__Records supplied__:
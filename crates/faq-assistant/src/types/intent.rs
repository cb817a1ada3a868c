//! Intent and response types

use serde::{Deserialize, Serialize};
use std::fmt;

use super::knowledge::{Answer, KnowledgeBase};

/// Classification of a user turn
#[derive(Debug, Clone, Copy, PartialEq, Eq, Hash, Serialize, Deserialize)]
#[serde(rename_all = "snake_case")]
pub enum Intent {
    /// User ended the session
    Goodbye,
    /// User taught (or tried to teach) a new fact
    Learn,
    /// A knowledge key matched
    Answer,
    /// Nothing matched
    Unknown,
}

impl Intent {
    pub fn as_str(&self) -> &'static str {
        match self {
            Self::Goodbye => "goodbye",
            Self::Learn => "learn",
            Self::Answer => "answer",
            Self::Unknown => "unknown",
        }
    }

    /// Whether the caller should end the session after this turn
    pub fn ends_session(&self) -> bool {
        matches!(self, Self::Goodbye)
    }
}

impl fmt::Display for Intent {
    fn fmt(&self, f: &mut fmt::Formatter<'_>) -> fmt::Result {
        f.write_str(self.as_str())
    }
}

/// Result of one call to the responder
#[derive(Debug, Clone, PartialEq, Eq)]
pub struct Response {
    /// Classified intent
    pub intent: Intent,
    /// Reply to show; a matched topic is returned as stored
    pub reply: Answer,
    /// Knowledge base to use for the next turn
    pub knowledge: KnowledgeBase,
}

impl Response {
    pub fn new(intent: Intent, reply: impl Into<Answer>, knowledge: KnowledgeBase) -> Self {
        Self {
            intent,
            reply: reply.into(),
            knowledge,
        }
    }
}
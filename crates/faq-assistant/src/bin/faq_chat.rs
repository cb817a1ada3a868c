//! Terminal chat front-end for the FAQ assistant
//!
//! Run with: cargo run -p faq-assistant --bin faq-chat -- --kb-path knowledge_data.json

use anyhow::Context;
use clap::Parser;
use console::style;
use faq_assistant::{
    AssistantConfig, ChatHistory, ChatTurn, KnowledgeBase, KnowledgeStore, Responder, Speaker,
};
use std::io::{self, BufRead, Write};
use std::path::PathBuf;
use tracing_subscriber::{layer::SubscriberExt, util::SubscriberInitExt};

const CLEARED_NOTICE: &str = "Chat history cleared. How can I assist you now?";

#[derive(Debug, Parser)]
#[command(name = "faq-chat", version, about = "Banking FAQ assistant in the terminal")]
struct Args {
    /// TOML configuration file
    #[arg(short, long)]
    config: Option<PathBuf>,

    /// Knowledge file path (overrides the configuration)
    #[arg(long)]
    kb_path: Option<PathBuf>,
}

/// What a slash command asks the chat loop to do
enum CommandOutcome {
    Handled,
    Ask(String),
    Quit,
}

fn main() -> anyhow::Result<()> {
    // Initialize tracing
    tracing_subscriber::registry()
        .with(
            tracing_subscriber::EnvFilter::try_from_default_env()
                .unwrap_or_else(|_| "faq_assistant=info".into()),
        )
        .with(tracing_subscriber::fmt::layer().with_writer(io::stderr))
        .init();

    let args = Args::parse();
    let mut config = AssistantConfig::load(args.config.as_deref())?;
    if let Some(kb_path) = args.kb_path {
        config.store.path = kb_path;
    }

    let store = KnowledgeStore::new(&config.store.path);
    let mut kb = store
        .load()
        .with_context(|| format!("loading knowledge from {}", config.store.path.display()))?;

    let stats = kb.stats();
    tracing::info!("Knowledge loaded");
    tracing::info!("  - Store: {}", store.path().display());
    tracing::info!("  - Entries: {} ({} topics)", stats.total_entries, stats.topics);

    let responder = Responder::new(store);
    let mut history = ChatHistory::with_greeting(config.chat.greeting.clone());
    history.iter().for_each(print_turn);
    println!("{}", style("Type /help for commands.").dim());

    let stdin = io::stdin();
    let mut input = stdin.lock();
    loop {
        print!("{} ", style(">").cyan().bold());
        io::stdout().flush()?;

        let mut line = String::new();
        if input.read_line(&mut line)? == 0 {
            break;
        }
        let line = line.trim();
        if line.is_empty() {
            continue;
        }

        let question = match line.strip_prefix('/') {
            Some(command) => match run_command(command, &config, &mut history, &kb) {
                CommandOutcome::Handled => continue,
                CommandOutcome::Quit => break,
                CommandOutcome::Ask(topic) => {
                    print_turn(&ChatTurn::user(topic.clone()));
                    topic
                }
            },
            None => line.to_string(),
        };
        history.push(ChatTurn::user(question.clone()));

        let response = responder.respond(&question, kb)?;
        kb = response.knowledge;

        let reply = ChatTurn::assistant(response.reply.render());
        print_turn(&reply);
        history.push(reply);

        if response.intent.ends_session() {
            println!("{}", style("Session ended.").dim());
            break;
        }
    }

    Ok(())
}

fn run_command(
    command: &str,
    config: &AssistantConfig,
    history: &mut ChatHistory,
    kb: &KnowledgeBase,
) -> CommandOutcome {
    let mut parts = command.split_whitespace();
    match (parts.next().unwrap_or_default(), parts.next()) {
        ("faq", None) => {
            for (i, topic) in config.chat.quick_faqs.iter().enumerate() {
                println!("  {}. {}", i + 1, title_case(topic));
            }
            println!("{}", style("Use /faq <number> to ask one.").dim());
            CommandOutcome::Handled
        }
        ("faq", Some(n)) => {
            let topic = n
                .parse::<usize>()
                .ok()
                .and_then(|n| n.checked_sub(1))
                .and_then(|i| config.chat.quick_faqs.get(i));
            match topic {
                Some(topic) => CommandOutcome::Ask(topic.clone()),
                None => {
                    println!("No quick FAQ numbered '{}'.", n);
                    CommandOutcome::Handled
                }
            }
        }
        ("clear", _) => {
            history.clear(CLEARED_NOTICE);
            history.iter().for_each(print_turn);
            CommandOutcome::Handled
        }
        ("history", _) => {
            history.iter().for_each(print_turn);
            CommandOutcome::Handled
        }
        ("stats", _) => {
            let stats = kb.stats();
            println!(
                "{} entries: {} facts, {} topics",
                stats.total_entries, stats.facts, stats.topics
            );
            CommandOutcome::Handled
        }
        ("quit", _) | ("exit", _) => CommandOutcome::Quit,
        ("help", _) => {
            println!("  /faq            list quick FAQ topics");
            println!("  /faq <number>   ask a quick FAQ topic");
            println!("  /clear          clear chat history");
            println!("  /history        show chat history");
            println!("  /stats          knowledge statistics");
            println!("  /quit           leave");
            println!("  learn question: answer   teach a new fact");
            CommandOutcome::Handled
        }
        (other, _) => {
            println!("Unknown command '/{}'. Type /help for commands.", other);
            CommandOutcome::Handled
        }
    }
}

fn print_turn(turn: &ChatTurn) {
    let label = match turn.speaker {
        Speaker::Assistant => style(turn.speaker.to_string()).green().bold(),
        Speaker::User => style(turn.speaker.to_string()).blue().bold(),
    };
    if turn.text.contains('\n') {
        println!("{}:\n{}", label, turn.text);
    } else {
        println!("{}: {}", label, turn.text);
    }
}

fn title_case(topic: &str) -> String {
    topic
        .split_whitespace()
        .map(|word| {
            let mut chars = word.chars();
            match chars.next() {
                Some(first) => first.to_uppercase().chain(chars).collect::<String>(),
                None => String::new(),
            }
        })
        .collect::<Vec<_>>()
        .join(" ")
}
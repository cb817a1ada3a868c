//! Error types for the FAQ assistant

use std::path::PathBuf;
use thiserror::Error;

/// Result type alias for assistant operations
pub type Result<T> = std::result::Result<T, Error>;

/// FAQ assistant errors
#[derive(Debug, Error)]
pub enum Error {
    /// Persisted knowledge file exists but could not be read or parsed
    #[error("Knowledge store '{}' is corrupt: {message}", .path.display())]
    StoreCorrupt { path: PathBuf, message: String },

    /// Persisting the knowledge base failed
    #[error("Could not write knowledge store '{}': {source}", .path.display())]
    StoreWrite {
        path: PathBuf,
        #[source]
        source: std::io::Error,
    },

    /// Knowledge base could not be serialized
    #[error("Serialization error: {0}")]
    Serialize(#[from] serde_json::Error),

    /// Configuration error
    #[error("Configuration error: {0}")]
    Config(String),
}

impl Error {
    /// Create a store corruption error
    pub fn store_corrupt(path: impl Into<PathBuf>, message: impl Into<String>) -> Self {
        Self::StoreCorrupt {
            path: path.into(),
            message: message.into(),
        }
    }

    /// Create a store write error
    pub fn store_write(path: impl Into<PathBuf>, source: std::io::Error) -> Self {
        Self::StoreWrite {
            path: path.into(),
            source,
        }
    }

    /// Create a configuration error
    pub fn config(message: impl Into<String>) -> Self {
        Self::Config(message.into())
    }

    /// Whether this error is a persistence failure the learner may downgrade
    pub fn is_store_write(&self) -> bool {
        matches!(self, Self::StoreWrite { .. })
    }
}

__Assignment__: Return exactly the lines above from the line that has "(overrides the configuration)" through the line that has "Some(command) => match", inclusive, and nothing else.

__Response area__:
    /// Knowledge file path (overrides the configuration)
    #[arg(long)]
    kb_path: Option<PathBuf>,
}

/// What a slash command asks the chat loop to do
enum CommandOutcome {
    Handled,
    Ask(String),
    Quit,
}

fn main() -> anyhow::Result<()> {
    // Initialize tracing
    tracing_subscriber::registry()
        .with(
            tracing_subscriber::EnvFilter::try_from_default_env()
                .unwrap_or_else(|_| "faq_assistant=info".into()),
        )
        .with(tracing_subscriber::fmt::layer().with_writer(io::stderr))
        .init();

    let args = Args::parse();
    let mut config = AssistantConfig::load(args.config.as_deref())?;
    if let Some(kb_path) = args.kb_path {
        config.store.path = kb_path;
    }

    let store = KnowledgeStore::new(&config.store.path);
    let mut kb = store
        .load()
        .with_context(|| format!("loading knowledge from {}", config.store.path.display()))?;

    let stats = kb.stats();
    tracing::info!("Knowledge loaded");
    tracing::info!("  - Store: {}", store.path().display());
    tracing::info!("  - Entries: {} ({} topics)", stats.total_entries, stats.topics);

    let responder = Responder::new(store);
    let mut history = ChatHistory::with_greeting(config.chat.greeting.clone());
    history.iter().for_each(print_turn);
    println!("{}", style("Type /help for commands.").dim());

    let stdin = io::stdin();
    let mut input = stdin.lock();
    loop {
        print!("{} ", style(">").cyan().bold());
        io::stdout().flush()?;

        let mut line = String::new();
        if input.read_line(&mut line)? == 0 {
            break;
        }
        let line = line.trim();
        if line.is_empty() {
            continue;
        }

        let question = match line.strip_prefix('/') {
            Some(command) => match run_command(command, &config, &mut history, &kb) {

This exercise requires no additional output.